===== Given data

mod common;

use std::collections::HashMap;
use std::f64::consts::PI;

use cabpanel_core::prelude::*;
use common::{compile_text, eval, FakeTrain};
use pretty_assertions::assert_eq;

fn train() -> FakeTrain {
    FakeTrain::default()
        .with_image("train/panel.bmp", 480, 200)
        .with_image("train/on.bmp", 12, 12)
        .with_image("train/off.bmp", 12, 12)
        .with_image("train/atc.bmp", 288, 24)
        .with_image("train/digits.bmp", 16, 176)
        .with_image("train/brake.bmp", 128, 32)
        .with_image("compat/needle_speedometer.png", 16, 64)
        .with_image("compat/needle_pressuregauge_lower.png", 16, 64)
}

fn compile(text: &str) -> common::Compiled {
    compile_text("panel.cfg", text, &train(), &CompileOptions::default())
}

#[test]
fn test_cab_with_lamp_and_speedometer() {
    let text = "\
[Panel]
Background = panel.bmp

[PilotLamp]
TurnOn = on.bmp
TurnOff = off.bmp
Corner = 10, 250

[Speedometer]
Center = 240, 340
Radius = 40
Maximum = 160
";
    let compiled = compile(text);

    assert!(compiled.log.is_empty(), "{:?}", compiled.log.entries);
    assert_eq!(
        compiled.kinds(),
        vec![ElementKind::Background, ElementKind::PilotLamp, ElementKind::Speedometer]
    );

    let lamp = &compiled.elements[1];
    assert_eq!(lamp.states.len(), 2);
    assert_eq!(lamp.state_function.as_deref(), Some("doors 0 !="));

    let function = &compiled.elements[2].rotation.as_ref().unwrap().function;
    assert!(function.starts_with("speedometer abs "));
    let at = |speed: f64| eval(function, &HashMap::from([("speedometer", speed)])).unwrap();
    assert!((at(0.0) - (60.0f64.to_radians() - PI)).abs() < 1e-9);
    assert!((at(160.0 / 3.6) - (PI - 60.0f64.to_radians())).abs() < 1e-9);
}

#[test]
fn test_default_background_is_panel_bmp() {
    let compiled = compile("[Panel]\n");
    assert_eq!(compiled.kinds(), vec![ElementKind::Background]);
}

#[test]
fn test_japanese_sections_and_keys() {
    let compiled = compile("[速度計]\n中心 = 240, 340\n半径 = 40\n");
    assert!(compiled.log.is_empty(), "{:?}", compiled.log.entries);
    assert_eq!(compiled.kinds(), vec![ElementKind::Speedometer]);
}

#[test]
fn test_atc_lamps_share_one_element() {
    let compiled = compile("[Speedometer]\nAtc = atc.bmp\nCenter = 240, 340\nRadius = 40\n");

    assert_eq!(compiled.outcome.elements_added, 2);
    let atc = &compiled.elements[0];
    assert_eq!(atc.states.len(), 12);
    assert_eq!(atc.state_function.as_deref(), Some("271 pluginstate"));
    assert!(compiled.elements[1].rotation.is_some());
}

#[test]
fn test_led_pressure_gauge() {
    let text = "\
[PressureGauge]
Type = 1
LowerNeedle = bc, 255, 0, 0
Center = 100, 300
Radius = 30
Unit = kgf/cm2
Maximum = 10
";
    let compiled = compile(text);

    assert!(compiled.log.is_empty(), "{:?}", compiled.log.entries);
    assert_eq!(compiled.kinds(), vec![ElementKind::PressureGauge]);
    let sweep = compiled.elements[0].radial_sweep.as_ref().unwrap();
    assert!(sweep.function.starts_with("brakecylinder "));

    let at = |pa: f64| eval(&sweep.function, &HashMap::from([("brakecylinder", pa)])).unwrap();
    assert!((at(0.0) - PI / 4.0).abs() < 1e-9);
    assert!((at(10.0 * 98066.5) - (2.0 * PI - PI / 4.0)).abs() < 1e-9);
}

#[test]
fn test_pressure_needle_subject_must_be_known() {
    let compiled = compile("[PressureGauge]\nLowerNeedle = cylinder, 255, 0, 0\nCenter = 100, 300\n");
    assert_eq!(compiled.count(DiagnosticKind::Field), 1);
    assert!(compiled.elements.is_empty());
}

#[test]
fn test_digital_indicator_builds_three_digits() {
    let compiled = compile("[DigitalIndicator]\nNumber = digits.bmp\nCorner = 200, 300\nSize = 16, 16\nUnit = mph\n");

    assert_eq!(compiled.outcome.elements_added, 3);
    for element in &compiled.elements {
        assert_eq!(element.kind, ElementKind::DigitalIndicator);
        assert_eq!(element.states.len(), 11);
    }
    assert_eq!(
        compiled.elements[2].state_function.as_deref(),
        Some("speedometer abs 2.2369362920544 * floor 10 mod")
    );
}

#[test]
fn test_brake_indicator_follows_brake_handle() {
    let options = CompileOptions {
        train: TrainInfo {
            brake: BrakeHandle::AutomaticAir,
            ..Default::default()
        },
        ..Default::default()
    };
    let text = "[BrakeIndicator]\nImage = brake.bmp\nCorner = 0, 400\nWidth = 32\n";
    let compiled = compile_text("panel.cfg", text, &train(), &options);

    assert_eq!(compiled.outcome.elements_added, 1);
    let element = &compiled.elements[0];
    assert_eq!(element.states.len(), 4);
    assert_eq!(element.state_function.as_deref(), Some("emergencyBrake 3 brakeNotch ?"));
}

#[test]
fn test_missing_compatibility_hands_are_reported() {
    let compiled = compile("[Watch]\nCenter = 400, 300\nRadius = 20\n");
    assert!(compiled.elements.is_empty());
    assert_eq!(compiled.count(DiagnosticKind::Resource), 3);
}

#[test]
fn test_pilot_lamp_requires_turn_on() {
    let compiled = compile("[PilotLamp]\nTurnOff = off.bmp\n");
    assert!(compiled.elements.is_empty());
    assert_eq!(compiled.count(DiagnosticKind::Element), 1);
}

==========

For each line of the data that has the word "DiagnosticKind", report that line.

▶ **Finished exercise**
    assert_eq!(compiled.count(DiagnosticKind::Field), 1);
    assert_eq!(compiled.count(DiagnosticKind::Resource), 3);
    assert_eq!(compiled.count(DiagnosticKind::Element), 1);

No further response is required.